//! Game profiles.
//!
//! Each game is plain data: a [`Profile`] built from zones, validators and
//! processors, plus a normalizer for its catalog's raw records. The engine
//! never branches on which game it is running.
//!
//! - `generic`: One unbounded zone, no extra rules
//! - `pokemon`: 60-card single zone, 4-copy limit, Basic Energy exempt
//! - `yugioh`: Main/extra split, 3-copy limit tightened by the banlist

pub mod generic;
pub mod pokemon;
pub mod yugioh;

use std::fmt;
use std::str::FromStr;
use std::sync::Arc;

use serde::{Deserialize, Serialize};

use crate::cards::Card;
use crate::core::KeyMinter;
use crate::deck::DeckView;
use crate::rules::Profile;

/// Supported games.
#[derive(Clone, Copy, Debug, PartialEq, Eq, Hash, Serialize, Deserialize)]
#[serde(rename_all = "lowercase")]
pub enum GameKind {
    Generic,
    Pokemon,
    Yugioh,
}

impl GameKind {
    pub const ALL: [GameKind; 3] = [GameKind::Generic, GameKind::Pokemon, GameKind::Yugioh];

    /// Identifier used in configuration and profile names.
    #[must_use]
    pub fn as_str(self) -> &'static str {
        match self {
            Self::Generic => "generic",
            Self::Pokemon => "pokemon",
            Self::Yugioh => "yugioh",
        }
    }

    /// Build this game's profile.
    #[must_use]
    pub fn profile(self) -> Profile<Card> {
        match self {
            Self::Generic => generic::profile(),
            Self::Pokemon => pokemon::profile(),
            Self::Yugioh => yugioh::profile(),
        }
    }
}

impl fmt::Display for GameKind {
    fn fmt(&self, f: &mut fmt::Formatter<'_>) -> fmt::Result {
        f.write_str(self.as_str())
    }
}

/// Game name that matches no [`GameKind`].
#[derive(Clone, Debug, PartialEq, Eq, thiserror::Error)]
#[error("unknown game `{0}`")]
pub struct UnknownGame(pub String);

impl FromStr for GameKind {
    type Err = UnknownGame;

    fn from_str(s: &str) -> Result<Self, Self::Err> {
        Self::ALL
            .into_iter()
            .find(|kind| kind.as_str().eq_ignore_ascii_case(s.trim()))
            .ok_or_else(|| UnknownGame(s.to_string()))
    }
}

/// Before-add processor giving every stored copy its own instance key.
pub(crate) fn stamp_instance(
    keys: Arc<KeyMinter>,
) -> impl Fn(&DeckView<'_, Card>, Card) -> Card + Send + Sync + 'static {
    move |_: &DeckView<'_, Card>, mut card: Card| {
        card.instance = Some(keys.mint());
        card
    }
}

====================

Your task is to output the material above exactly.

Solution to this exercise:
//! Game profiles.
//!
//! Each game is plain data: a [`Profile`] built from zones, validators and
//! processors, plus a normalizer for its catalog's raw records. The engine
//! never branches on which game it is running.
//!
//! - `generic`: One unbounded zone, no extra rules
//! - `pokemon`: 60-card single zone, 4-copy limit, Basic Energy exempt
//! - `yugioh`: Main/extra split, 3-copy limit tightened by the banlist

pub mod generic;
pub mod pokemon;
pub mod yugioh;

use std::fmt;
use std::str::FromStr;
use std::sync::Arc;

use serde::{Deserialize, Serialize};

use crate::cards::Card;
use crate::core::KeyMinter;
use crate::deck::DeckView;
use crate::rules::Profile;

/// Supported games.
#[derive(Clone, Copy, Debug, PartialEq, Eq, Hash, Serialize, Deserialize)]
#[serde(rename_all = "lowercase")]
pub enum GameKind {
    Generic,
    Pokemon,
    Yugioh,
}

impl GameKind {
    pub const ALL: [GameKind; 3] = [GameKind::Generic, GameKind::Pokemon, GameKind::Yugioh];

    /// Identifier used in configuration and profile names.
    #[must_use]
    pub fn as_str(self) -> &'static str {
        match self {
            Self::Generic => "generic",
            Self::Pokemon => "pokemon",
            Self::Yugioh => "yugioh",
        }
    }

    /// Build this game's profile.
    #[must_use]
    pub fn profile(self) -> Profile<Card> {
        match self {
            Self::Generic => generic::profile(),
            Self::Pokemon => pokemon::profile(),
            Self::Yugioh => yugioh::profile(),
        }
    }
}

impl fmt::Display for GameKind {
    fn fmt(&self, f: &mut fmt::Formatter<'_>) -> fmt::Result {
        f.write_str(self.as_str())
    }
}

/// Game name that matches no [`GameKind`].
#[derive(Clone, Debug, PartialEq, Eq, thiserror::Error)]
#[error("unknown game `{0}`")]
pub struct UnknownGame(pub String);

impl FromStr for GameKind {
    type Err = UnknownGame;

    fn from_str(s: &str) -> Result<Self, Self::Err> {
        Self::ALL
            .into_iter()
            .find(|kind| kind.as_str().eq_ignore_ascii_case(s.trim()))
            .ok_or_else(|| UnknownGame(s.to_string()))
    }
}

/// Before-add processor giving every stored copy its own instance key.
pub(crate) fn stamp_instance(
    keys: Arc<KeyMinter>,
) -> impl Fn(&DeckView<'_, Card>, Card) -> Card + Send + Sync + 'static {
    move |_: &DeckView<'_, Card>, mut card: Card| {
        card.instance = Some(keys.mint());
        card
    }
}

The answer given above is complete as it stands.